[Saved entries]

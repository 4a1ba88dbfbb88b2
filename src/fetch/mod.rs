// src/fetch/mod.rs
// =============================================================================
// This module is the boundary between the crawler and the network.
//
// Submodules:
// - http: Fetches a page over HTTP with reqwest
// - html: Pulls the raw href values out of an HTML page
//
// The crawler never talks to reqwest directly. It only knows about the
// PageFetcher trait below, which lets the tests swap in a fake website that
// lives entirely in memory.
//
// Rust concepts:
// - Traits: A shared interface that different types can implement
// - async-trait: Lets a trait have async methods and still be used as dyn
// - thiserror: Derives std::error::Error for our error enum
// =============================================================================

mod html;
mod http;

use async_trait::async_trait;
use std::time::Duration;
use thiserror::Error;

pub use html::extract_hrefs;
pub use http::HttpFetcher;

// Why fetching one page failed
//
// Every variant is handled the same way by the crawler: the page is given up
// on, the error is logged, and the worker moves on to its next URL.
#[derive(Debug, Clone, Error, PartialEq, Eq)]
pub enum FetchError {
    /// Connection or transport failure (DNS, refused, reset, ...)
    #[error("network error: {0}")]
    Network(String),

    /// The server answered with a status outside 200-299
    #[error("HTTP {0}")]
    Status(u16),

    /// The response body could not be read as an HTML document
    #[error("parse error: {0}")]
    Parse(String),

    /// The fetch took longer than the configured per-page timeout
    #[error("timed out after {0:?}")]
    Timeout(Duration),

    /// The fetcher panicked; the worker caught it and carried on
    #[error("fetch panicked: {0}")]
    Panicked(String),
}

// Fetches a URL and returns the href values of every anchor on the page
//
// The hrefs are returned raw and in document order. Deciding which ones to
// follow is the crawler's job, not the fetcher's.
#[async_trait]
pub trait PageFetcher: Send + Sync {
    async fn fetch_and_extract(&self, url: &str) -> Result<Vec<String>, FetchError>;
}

==

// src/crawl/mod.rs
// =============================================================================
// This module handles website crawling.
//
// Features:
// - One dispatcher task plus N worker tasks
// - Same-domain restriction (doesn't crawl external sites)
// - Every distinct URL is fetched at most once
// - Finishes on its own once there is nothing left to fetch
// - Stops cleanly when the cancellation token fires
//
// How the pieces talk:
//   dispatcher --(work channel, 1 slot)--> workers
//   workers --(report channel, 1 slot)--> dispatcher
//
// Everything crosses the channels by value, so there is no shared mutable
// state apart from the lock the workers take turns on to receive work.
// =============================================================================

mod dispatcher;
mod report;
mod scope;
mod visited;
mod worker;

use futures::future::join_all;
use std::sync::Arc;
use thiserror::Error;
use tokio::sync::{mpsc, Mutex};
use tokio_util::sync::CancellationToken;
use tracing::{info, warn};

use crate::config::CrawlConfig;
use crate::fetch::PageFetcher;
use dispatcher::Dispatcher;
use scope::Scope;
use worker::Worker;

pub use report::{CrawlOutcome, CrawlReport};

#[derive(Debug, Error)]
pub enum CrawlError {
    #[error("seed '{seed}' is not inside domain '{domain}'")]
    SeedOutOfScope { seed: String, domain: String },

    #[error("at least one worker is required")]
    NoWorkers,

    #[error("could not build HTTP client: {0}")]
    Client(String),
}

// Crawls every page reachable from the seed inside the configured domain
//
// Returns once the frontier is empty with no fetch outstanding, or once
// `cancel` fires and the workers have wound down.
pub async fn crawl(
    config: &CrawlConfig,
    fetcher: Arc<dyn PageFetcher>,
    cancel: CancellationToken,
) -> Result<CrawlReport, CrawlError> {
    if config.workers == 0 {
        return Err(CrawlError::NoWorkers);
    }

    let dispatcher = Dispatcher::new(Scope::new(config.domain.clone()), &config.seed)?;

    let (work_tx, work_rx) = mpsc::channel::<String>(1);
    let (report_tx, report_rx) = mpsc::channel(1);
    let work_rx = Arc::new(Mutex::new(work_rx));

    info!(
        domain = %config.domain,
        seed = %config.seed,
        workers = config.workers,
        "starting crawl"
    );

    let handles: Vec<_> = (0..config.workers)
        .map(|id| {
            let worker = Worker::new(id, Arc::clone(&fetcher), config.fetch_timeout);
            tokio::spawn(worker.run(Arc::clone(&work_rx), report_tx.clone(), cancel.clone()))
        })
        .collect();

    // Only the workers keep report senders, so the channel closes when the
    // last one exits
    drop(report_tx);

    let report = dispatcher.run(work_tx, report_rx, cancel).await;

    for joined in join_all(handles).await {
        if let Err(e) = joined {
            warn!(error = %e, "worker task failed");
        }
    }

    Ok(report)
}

...

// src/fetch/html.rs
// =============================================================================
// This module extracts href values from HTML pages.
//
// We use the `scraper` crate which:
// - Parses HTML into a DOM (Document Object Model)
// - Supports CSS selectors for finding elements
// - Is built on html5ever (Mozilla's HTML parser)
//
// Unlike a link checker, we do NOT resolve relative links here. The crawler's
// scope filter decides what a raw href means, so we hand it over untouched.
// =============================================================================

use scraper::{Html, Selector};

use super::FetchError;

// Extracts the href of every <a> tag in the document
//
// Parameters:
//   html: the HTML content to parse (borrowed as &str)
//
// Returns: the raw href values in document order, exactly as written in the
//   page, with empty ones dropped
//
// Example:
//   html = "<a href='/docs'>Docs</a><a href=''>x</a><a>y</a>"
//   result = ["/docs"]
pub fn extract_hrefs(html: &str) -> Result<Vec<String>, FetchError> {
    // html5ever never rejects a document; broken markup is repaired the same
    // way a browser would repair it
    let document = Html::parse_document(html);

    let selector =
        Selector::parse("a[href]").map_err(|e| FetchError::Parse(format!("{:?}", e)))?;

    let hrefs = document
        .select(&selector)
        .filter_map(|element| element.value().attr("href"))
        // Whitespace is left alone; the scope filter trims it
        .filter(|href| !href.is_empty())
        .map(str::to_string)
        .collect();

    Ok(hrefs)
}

Exercise: For each line above that contains the word "PageFetcher", make a copy.

Final answer:
// PageFetcher trait below, which lets the tests swap in a fake website that
pub trait PageFetcher: Send + Sync {
use crate::fetch::PageFetcher;
    fetcher: Arc<dyn PageFetcher>,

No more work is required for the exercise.